**WHAT YOU WILL DO:** Scan the material below for lines with the word "Depended". Reply with the count and no other words.

SUPPLIED MATERIAL below:

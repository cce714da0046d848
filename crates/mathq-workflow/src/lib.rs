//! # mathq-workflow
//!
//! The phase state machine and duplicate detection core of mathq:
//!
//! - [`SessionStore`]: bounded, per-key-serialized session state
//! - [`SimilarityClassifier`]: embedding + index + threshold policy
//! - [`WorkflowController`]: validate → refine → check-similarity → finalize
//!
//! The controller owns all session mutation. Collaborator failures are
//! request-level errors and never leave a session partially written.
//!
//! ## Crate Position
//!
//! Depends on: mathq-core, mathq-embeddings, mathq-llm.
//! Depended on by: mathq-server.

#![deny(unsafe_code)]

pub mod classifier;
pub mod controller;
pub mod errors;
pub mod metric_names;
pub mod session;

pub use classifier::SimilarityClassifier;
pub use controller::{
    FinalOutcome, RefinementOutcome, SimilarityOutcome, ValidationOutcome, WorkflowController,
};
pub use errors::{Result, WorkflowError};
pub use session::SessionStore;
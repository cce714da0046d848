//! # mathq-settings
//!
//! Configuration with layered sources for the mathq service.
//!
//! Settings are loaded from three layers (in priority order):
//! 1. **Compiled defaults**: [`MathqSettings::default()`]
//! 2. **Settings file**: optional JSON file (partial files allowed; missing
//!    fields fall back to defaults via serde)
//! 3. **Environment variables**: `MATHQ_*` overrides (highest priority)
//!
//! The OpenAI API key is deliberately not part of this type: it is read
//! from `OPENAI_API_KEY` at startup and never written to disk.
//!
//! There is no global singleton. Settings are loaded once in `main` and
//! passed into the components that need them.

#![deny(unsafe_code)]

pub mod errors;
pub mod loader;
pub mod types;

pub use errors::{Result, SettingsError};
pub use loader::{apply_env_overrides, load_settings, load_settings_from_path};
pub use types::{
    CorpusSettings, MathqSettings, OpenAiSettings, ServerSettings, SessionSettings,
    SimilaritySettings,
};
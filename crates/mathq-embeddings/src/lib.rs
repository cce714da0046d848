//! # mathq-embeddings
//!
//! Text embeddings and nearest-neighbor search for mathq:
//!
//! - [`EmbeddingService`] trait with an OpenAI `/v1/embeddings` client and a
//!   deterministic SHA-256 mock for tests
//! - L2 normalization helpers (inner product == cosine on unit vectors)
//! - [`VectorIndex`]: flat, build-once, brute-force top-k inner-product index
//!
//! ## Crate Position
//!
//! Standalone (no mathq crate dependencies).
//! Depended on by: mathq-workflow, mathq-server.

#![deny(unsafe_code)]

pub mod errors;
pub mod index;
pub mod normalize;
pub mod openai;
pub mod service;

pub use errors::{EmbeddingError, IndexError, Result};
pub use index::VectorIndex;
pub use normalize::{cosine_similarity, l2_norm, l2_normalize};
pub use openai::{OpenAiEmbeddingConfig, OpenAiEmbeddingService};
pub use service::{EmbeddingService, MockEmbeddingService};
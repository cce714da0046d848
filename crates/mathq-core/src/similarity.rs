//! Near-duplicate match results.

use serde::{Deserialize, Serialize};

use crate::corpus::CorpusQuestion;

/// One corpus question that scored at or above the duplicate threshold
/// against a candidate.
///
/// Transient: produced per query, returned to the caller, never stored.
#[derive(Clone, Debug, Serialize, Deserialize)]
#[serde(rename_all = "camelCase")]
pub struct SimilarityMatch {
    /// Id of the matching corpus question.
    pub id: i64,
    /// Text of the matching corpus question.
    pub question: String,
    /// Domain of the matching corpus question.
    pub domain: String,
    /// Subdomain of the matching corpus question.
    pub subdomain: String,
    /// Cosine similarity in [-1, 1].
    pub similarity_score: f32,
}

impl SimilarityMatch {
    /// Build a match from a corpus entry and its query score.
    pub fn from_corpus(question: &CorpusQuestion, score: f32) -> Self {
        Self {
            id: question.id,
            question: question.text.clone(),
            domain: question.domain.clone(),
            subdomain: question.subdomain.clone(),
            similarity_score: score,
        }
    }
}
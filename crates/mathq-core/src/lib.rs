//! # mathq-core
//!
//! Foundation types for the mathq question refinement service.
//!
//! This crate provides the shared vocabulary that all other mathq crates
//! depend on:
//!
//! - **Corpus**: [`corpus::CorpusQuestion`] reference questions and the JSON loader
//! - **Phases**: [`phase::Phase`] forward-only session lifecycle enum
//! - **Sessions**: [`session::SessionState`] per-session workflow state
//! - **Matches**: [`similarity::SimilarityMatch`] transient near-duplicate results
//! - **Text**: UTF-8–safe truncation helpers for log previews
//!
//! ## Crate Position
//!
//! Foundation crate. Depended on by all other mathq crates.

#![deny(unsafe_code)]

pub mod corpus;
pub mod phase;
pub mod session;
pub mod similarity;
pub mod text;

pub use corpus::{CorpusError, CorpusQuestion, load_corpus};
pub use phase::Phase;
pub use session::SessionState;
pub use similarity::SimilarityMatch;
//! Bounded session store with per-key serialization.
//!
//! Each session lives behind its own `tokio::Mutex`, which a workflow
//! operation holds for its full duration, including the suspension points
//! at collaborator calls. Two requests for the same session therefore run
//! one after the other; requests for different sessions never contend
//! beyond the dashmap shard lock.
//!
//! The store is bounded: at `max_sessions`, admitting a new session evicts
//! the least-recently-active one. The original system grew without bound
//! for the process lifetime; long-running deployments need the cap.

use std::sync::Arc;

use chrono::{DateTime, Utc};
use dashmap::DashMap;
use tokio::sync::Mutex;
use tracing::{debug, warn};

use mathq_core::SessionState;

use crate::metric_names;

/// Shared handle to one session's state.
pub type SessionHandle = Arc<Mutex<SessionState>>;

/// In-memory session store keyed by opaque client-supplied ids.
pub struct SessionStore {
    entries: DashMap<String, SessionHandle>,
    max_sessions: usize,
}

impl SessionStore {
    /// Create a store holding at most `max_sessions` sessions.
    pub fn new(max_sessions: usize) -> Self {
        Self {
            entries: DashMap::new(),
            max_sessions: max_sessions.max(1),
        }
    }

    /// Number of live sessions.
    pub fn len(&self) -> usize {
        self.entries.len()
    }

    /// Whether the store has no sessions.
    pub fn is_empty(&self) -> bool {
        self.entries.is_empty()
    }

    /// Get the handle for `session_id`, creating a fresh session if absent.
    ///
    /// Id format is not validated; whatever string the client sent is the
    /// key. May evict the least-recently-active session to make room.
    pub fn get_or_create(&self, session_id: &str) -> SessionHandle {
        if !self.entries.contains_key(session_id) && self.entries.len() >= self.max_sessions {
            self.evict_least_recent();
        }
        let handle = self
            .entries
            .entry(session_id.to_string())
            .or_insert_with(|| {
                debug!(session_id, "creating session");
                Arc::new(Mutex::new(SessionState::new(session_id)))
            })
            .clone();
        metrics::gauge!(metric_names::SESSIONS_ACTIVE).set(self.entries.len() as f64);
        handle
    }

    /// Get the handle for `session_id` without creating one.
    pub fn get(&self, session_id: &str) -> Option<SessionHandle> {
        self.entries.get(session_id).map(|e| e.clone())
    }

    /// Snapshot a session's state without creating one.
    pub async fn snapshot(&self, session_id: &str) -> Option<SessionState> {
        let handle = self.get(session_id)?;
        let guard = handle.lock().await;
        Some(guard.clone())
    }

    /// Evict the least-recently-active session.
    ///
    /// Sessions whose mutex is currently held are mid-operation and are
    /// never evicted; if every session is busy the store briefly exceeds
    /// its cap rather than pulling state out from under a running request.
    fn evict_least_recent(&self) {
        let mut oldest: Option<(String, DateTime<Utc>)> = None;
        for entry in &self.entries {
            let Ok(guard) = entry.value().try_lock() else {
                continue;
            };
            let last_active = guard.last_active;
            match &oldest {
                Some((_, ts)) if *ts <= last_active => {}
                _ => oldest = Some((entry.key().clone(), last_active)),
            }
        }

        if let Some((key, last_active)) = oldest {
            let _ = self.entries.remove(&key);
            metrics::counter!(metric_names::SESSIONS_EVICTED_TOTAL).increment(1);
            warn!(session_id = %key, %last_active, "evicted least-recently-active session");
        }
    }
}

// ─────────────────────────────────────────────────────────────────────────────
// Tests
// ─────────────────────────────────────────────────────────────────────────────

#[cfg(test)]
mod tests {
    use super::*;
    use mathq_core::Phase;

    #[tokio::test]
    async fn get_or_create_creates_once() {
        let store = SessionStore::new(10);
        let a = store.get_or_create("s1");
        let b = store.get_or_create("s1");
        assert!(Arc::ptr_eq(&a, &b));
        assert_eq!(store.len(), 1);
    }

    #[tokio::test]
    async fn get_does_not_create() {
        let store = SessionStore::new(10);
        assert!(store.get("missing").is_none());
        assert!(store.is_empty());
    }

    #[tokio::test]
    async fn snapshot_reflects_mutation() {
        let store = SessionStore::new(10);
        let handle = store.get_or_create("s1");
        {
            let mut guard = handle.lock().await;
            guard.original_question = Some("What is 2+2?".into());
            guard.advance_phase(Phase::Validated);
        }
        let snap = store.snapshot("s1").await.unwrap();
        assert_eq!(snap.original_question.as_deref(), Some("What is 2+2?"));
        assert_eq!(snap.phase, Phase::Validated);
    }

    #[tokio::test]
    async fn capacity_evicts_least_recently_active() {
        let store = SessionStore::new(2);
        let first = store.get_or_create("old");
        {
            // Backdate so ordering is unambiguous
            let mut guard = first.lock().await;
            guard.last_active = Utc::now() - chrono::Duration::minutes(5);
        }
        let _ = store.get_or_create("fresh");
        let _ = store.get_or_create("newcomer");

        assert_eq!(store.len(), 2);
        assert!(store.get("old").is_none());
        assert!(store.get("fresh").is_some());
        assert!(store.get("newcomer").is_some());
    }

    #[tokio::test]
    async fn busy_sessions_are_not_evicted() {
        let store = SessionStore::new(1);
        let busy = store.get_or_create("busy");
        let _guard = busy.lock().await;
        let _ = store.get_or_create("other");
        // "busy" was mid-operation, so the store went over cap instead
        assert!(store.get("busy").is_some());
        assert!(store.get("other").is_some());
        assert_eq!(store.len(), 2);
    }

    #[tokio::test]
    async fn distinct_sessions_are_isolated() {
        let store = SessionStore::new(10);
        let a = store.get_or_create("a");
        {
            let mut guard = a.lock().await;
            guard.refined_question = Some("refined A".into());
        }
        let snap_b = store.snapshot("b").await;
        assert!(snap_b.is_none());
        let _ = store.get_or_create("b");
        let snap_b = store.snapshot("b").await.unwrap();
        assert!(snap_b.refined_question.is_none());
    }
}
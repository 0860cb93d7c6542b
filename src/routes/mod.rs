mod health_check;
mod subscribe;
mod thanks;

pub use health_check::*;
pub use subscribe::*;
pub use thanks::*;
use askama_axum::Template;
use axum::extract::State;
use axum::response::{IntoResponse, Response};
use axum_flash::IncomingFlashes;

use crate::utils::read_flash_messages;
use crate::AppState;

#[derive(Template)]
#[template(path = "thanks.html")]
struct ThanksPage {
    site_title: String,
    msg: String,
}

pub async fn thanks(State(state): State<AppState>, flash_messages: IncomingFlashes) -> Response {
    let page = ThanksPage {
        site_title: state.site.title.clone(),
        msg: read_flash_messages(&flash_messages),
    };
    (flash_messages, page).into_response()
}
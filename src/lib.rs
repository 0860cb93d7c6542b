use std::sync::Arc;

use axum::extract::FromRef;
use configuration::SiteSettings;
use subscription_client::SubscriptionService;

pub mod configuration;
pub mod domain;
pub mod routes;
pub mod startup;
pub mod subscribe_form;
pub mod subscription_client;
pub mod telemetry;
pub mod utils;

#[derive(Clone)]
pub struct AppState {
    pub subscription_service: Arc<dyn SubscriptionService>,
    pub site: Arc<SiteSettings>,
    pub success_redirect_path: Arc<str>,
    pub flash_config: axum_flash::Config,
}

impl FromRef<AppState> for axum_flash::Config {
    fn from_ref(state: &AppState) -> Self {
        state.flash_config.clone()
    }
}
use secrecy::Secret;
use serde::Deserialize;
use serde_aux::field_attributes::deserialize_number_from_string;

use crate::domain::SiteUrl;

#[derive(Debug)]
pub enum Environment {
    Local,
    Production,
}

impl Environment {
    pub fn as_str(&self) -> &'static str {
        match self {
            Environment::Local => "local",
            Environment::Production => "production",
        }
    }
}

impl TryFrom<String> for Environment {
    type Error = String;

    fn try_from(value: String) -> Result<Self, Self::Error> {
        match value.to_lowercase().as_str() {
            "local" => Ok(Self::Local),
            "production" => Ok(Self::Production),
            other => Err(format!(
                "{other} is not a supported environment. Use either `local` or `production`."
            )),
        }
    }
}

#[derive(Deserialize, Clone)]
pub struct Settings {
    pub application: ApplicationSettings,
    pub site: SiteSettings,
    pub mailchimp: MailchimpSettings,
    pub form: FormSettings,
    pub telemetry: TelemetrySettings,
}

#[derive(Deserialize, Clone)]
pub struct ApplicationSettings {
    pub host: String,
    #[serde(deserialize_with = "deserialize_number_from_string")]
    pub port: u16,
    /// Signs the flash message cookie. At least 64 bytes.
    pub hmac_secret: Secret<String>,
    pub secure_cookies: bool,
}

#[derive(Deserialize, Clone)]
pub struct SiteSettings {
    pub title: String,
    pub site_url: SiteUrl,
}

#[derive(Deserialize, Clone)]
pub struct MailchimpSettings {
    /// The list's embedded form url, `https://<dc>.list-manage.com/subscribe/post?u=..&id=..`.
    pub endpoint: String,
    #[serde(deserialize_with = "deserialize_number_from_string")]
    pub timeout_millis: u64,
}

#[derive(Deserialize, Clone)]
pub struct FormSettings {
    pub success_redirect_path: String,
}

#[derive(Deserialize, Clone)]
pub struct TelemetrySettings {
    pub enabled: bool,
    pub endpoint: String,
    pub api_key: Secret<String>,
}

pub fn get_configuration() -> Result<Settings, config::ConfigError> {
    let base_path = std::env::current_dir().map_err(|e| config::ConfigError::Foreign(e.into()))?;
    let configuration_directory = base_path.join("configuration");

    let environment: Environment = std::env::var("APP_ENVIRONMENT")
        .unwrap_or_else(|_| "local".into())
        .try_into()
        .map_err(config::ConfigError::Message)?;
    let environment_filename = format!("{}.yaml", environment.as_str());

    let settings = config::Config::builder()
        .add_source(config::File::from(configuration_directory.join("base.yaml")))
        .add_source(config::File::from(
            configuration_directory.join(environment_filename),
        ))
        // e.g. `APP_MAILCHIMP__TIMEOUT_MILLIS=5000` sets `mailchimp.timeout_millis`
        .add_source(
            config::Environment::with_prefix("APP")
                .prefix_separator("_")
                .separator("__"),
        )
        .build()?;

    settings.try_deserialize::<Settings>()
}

End of SUPPLIED MATERIAL.

**REPLY TO THE TASK:** 3